Être à Gaveau, c'est aussi s'amuser avec la musique. Il chantera un lied de Schubert. Rien que ça. "J'ai même repris ma trompette. J'ai bossé dur." Il peut, ça va être l'air d'Aïda. "C'est le clown qui se fait chier à bien jouer pour que les gens soient contents." Vivaldi aussi sera au programme. "Comme il n'y a plus de saisons, le quatuor interprète les 'Quatre saisons' pendant que je m'amuse avec la planète qui meurt dans mes bras." L'écologie fait partie intégrante de ses spectacles. "On ne peut pas dire que j'ai pris le train en route. Depuis 1979, c'est dans mes spectacles. Je me moque des excès des anti comme des plus pro-écolos." Mon premier vin bio, c'est lui qui me l'a fait goûter, à Bobino. "Là, je vais faire pareil.

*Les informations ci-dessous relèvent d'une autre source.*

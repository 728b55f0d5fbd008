//! Search checks: seed depth, event order, uniqueness, minimality,
//! idempotence and the delayed word.

use std::collections::{HashMap, HashSet};

use fws_search::bounds::{delayed_words, Bounds};
use fws_search::{expand, Discovery, Search, StopReason, SEED_DEPTH};

use super::Fixture;
use crate::report::{CheckResult, ConformanceReport};

/// Runs every search check against the fixture's run.
pub fn validate(fixture: &Fixture) -> ConformanceReport {
    let mut report = ConformanceReport::new();
    report.push(check_seed(fixture));
    report.push(check_order(fixture));
    report.push(check_unique(fixture));
    report.push(check_minimal(fixture));
    report.push(check_idempotent(fixture));
    report.push(check_delayed_word(fixture));
    report
}

fn check_seed(fixture: &Fixture) -> CheckResult {
    let start = fixture.table.start();
    let depth = fixture.outcome.state.pattern_depth(&start);
    let first = fixture.events.first().copied();
    let expected = Discovery::Pattern {
        depth: SEED_DEPTH,
        pattern: start,
    };
    if fixture.limits.max_depth.is_some_and(|max| max < SEED_DEPTH) {
        let state = &fixture.outcome.state;
        let recorded = state.pattern_count() + state.word_count();
        return CheckResult::from_violations(
            "search/seed",
            "depth ceiling 0 records nothing",
            (recorded > 0)
                .then(|| format!("{} entries recorded under depth ceiling 0", recorded))
                .into_iter()
                .collect(),
        );
    }
    if depth == Some(SEED_DEPTH) && first == Some(expected) {
        CheckResult::pass("search/seed", format!("{} recorded first, at depth 1", start))
    } else {
        CheckResult::fail(
            "search/seed",
            format!("{} recorded at {:?}, first event {:?}", start, depth, first),
        )
    }
}

fn check_order(fixture: &Fixture) -> CheckResult {
    let violations = fixture
        .events
        .windows(2)
        .filter(|w| w[0].depth() > w[1].depth())
        .map(|w| format!("'{}' before '{}'", w[0], w[1]))
        .collect();
    CheckResult::from_violations(
        "search/order",
        format!("{} events in non-decreasing depth order", fixture.events.len()),
        violations,
    )
}

fn check_unique(fixture: &Fixture) -> CheckResult {
    let mut patterns = HashSet::new();
    let mut words = HashSet::new();
    let violations = fixture
        .events
        .iter()
        .filter(|event| match event {
            Discovery::Pattern { pattern, .. } => !patterns.insert(*pattern),
            Discovery::Word { word, .. } => !words.insert(*word),
        })
        .map(|event| format!("reported twice: {}", event))
        .collect();
    CheckResult::from_violations(
        "search/unique",
        format!(
            "{} patterns and {} words reported once each",
            patterns.len(),
            words.len()
        ),
        violations,
    )
}

/// Every child of an expanded depth-d pattern sits at depth <= d + 1, and
/// every non-seed entry has a parent exactly one level up.
fn check_minimal(fixture: &Fixture) -> CheckResult {
    if fixture.outcome.stop == StopReason::StepLimit {
        return CheckResult::warn(
            "search/minimal-depth",
            "skipped: a step budget leaves a level partially expanded",
        );
    }

    let state = &fixture.outcome.state;
    let max_depth = fixture.limits.max_depth;
    let mut violations = Vec::new();
    let mut parented_patterns = HashSet::new();
    let mut parented_words = HashSet::new();

    for (parent, d) in state.patterns() {
        // Left on the frontier by the depth ceiling.
        if max_depth.is_some_and(|max| d >= max) {
            continue;
        }
        let block = expand(&fixture.table, parent);
        for child in block.sub_patterns() {
            match state.pattern_depth(&child) {
                Some(cd) if cd <= d + 1 => {
                    if cd == d + 1 {
                        parented_patterns.insert(child);
                    }
                }
                found => violations.push(format!(
                    "pattern {} under {} (depth {}) recorded at {:?}",
                    child, parent, d, found
                )),
            }
        }
        for word in block.words() {
            match state.word_depth(&word) {
                Some(wd) if wd <= d + 1 => {
                    if wd == d + 1 {
                        parented_words.insert(word);
                    }
                }
                found => violations.push(format!(
                    "word {} under {} (depth {}) recorded at {:?}",
                    word, parent, d, found
                )),
            }
        }
    }

    for (pattern, d) in state.patterns() {
        if d != SEED_DEPTH && !parented_patterns.contains(&pattern) {
            violations.push(format!("pattern {} at {} has no parent one level up", pattern, d));
        }
    }
    for (word, d) in state.words() {
        if !parented_words.contains(&word) {
            violations.push(format!("word {} at {} has no parent one level up", word, d));
        }
    }

    CheckResult::from_violations(
        "search/minimal-depth",
        "every entry sits one level below its shallowest parent",
        violations,
    )
}

fn check_idempotent(fixture: &Fixture) -> CheckResult {
    let rerun = Search::new(&fixture.table).with_limits(fixture.limits).run(());
    let first: HashMap<_, _> = fixture.outcome.state.patterns().collect();
    let second: HashMap<_, _> = rerun.state.patterns().collect();
    let first_words: HashMap<_, _> = fixture.outcome.state.words().collect();
    let second_words: HashMap<_, _> = rerun.state.words().collect();

    if first == second && first_words == second_words {
        CheckResult::pass("search/idempotent", "a second run assigns identical depths")
    } else {
        CheckResult::fail(
            "search/idempotent",
            format!(
                "second run differs: {} vs {} patterns, {} vs {} words",
                first.len(),
                second.len(),
                first_words.len(),
                second_words.len()
            ),
        )
    }
}

fn check_delayed_word(fixture: &Fixture) -> CheckResult {
    let bounds = Bounds::for_params(&fixture.params);
    let state = &fixture.outcome.state;
    let deepest = state.max_word_depth();
    let delayed: Vec<_> = delayed_words(&fixture.params)
        .iter()
        .map(|w| (*w, state.word_depth(w)))
        .collect();

    let on_time = deepest.map(u64::from) == Some(bounds.delayed_word_depth)
        && delayed
            .iter()
            .all(|(_, d)| d.map(u64::from) == Some(bounds.delayed_word_depth));
    let beyond_min_period = deepest.is_some_and(|d| d > bounds.min_period);
    let details = delayed
        .iter()
        .map(|(w, d)| format!("word {} first at {:?}", w, d))
        .collect();

    if on_time && beyond_min_period {
        CheckResult::pass(
            "search/delayed-word",
            format!(
                "deepest word at depth {} = lcm(A, B, C) + 1",
                bounds.delayed_word_depth
            ),
        )
    } else if fixture.outcome.stop != StopReason::Exhausted {
        CheckResult::warn(
            "search/delayed-word",
            format!(
                "search cut off at {:?} before depth {}",
                deepest, bounds.delayed_word_depth
            ),
        )
        .with_details(details)
    } else {
        CheckResult::fail(
            "search/delayed-word",
            format!(
                "deepest word at {:?}, predicted {}",
                deepest, bounds.delayed_word_depth
            ),
        )
        .with_details(details)
    }
}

Après le spectacle, on se retrouve tous autour d'un verre de vin bio du Ventou." Marc Jolivet aime aller à la rencontre de son public, avoir de véritables échanges qui ne passent que par la parole vivante. "C'est de la communication directe, ce que ne sera jamais Internet." Il a un projet qui lui tient à cœur, "Rire pour la planète", une association qu'il a fondée avec Luc Besson. "On va faire des galas, des DVD, des BD... Les fonds iront aux écoles, aux collèges, pour faire de l'éducation écologique. Ce sont les jeunes qui m'intéressent. Ils sont l'avenir. On veut montrer que l'écologie, c'est joyeux. Et, puisque rire est bon pour la santé, le rire est forcément bon pour la planète." À l'entracte, il y aura un espace pour l'association. La grande préoccupation étant le réchauffement de la planète qui menace les ours blancs. Marc Jolivet en a sauvé un. Et il est dit que celui-ci ne va pas passer inaperçu.

Salut l'artiste

On va garder un peu de surprise et ne pas dévoiler le riche programme. "La salle m'a inspiré." Marc est toujours en réflexion, écoutant, flairant, regardant. "Tu sais dans cette salle quand les rires arrivent, tu es dedans. Finalement entre une grande salle et celle-ci, je préfère Gaveau. Tu es proche du public, des gens. Il y aura des places à 15 euros et un tarif famille. Je ne fais pas ça par démagogie, ni pour le fric, mais parce que ça m'amuse." Il pourrait se produire dans les plus grandes salles, prendre la recette et rentrer chez lui. Mais ce n'est pas ce qui le fait avancer dans la vie. "Je suis venu sur Terre pour réaliser mes rêves. Et plus tu rêves moins tu crèves."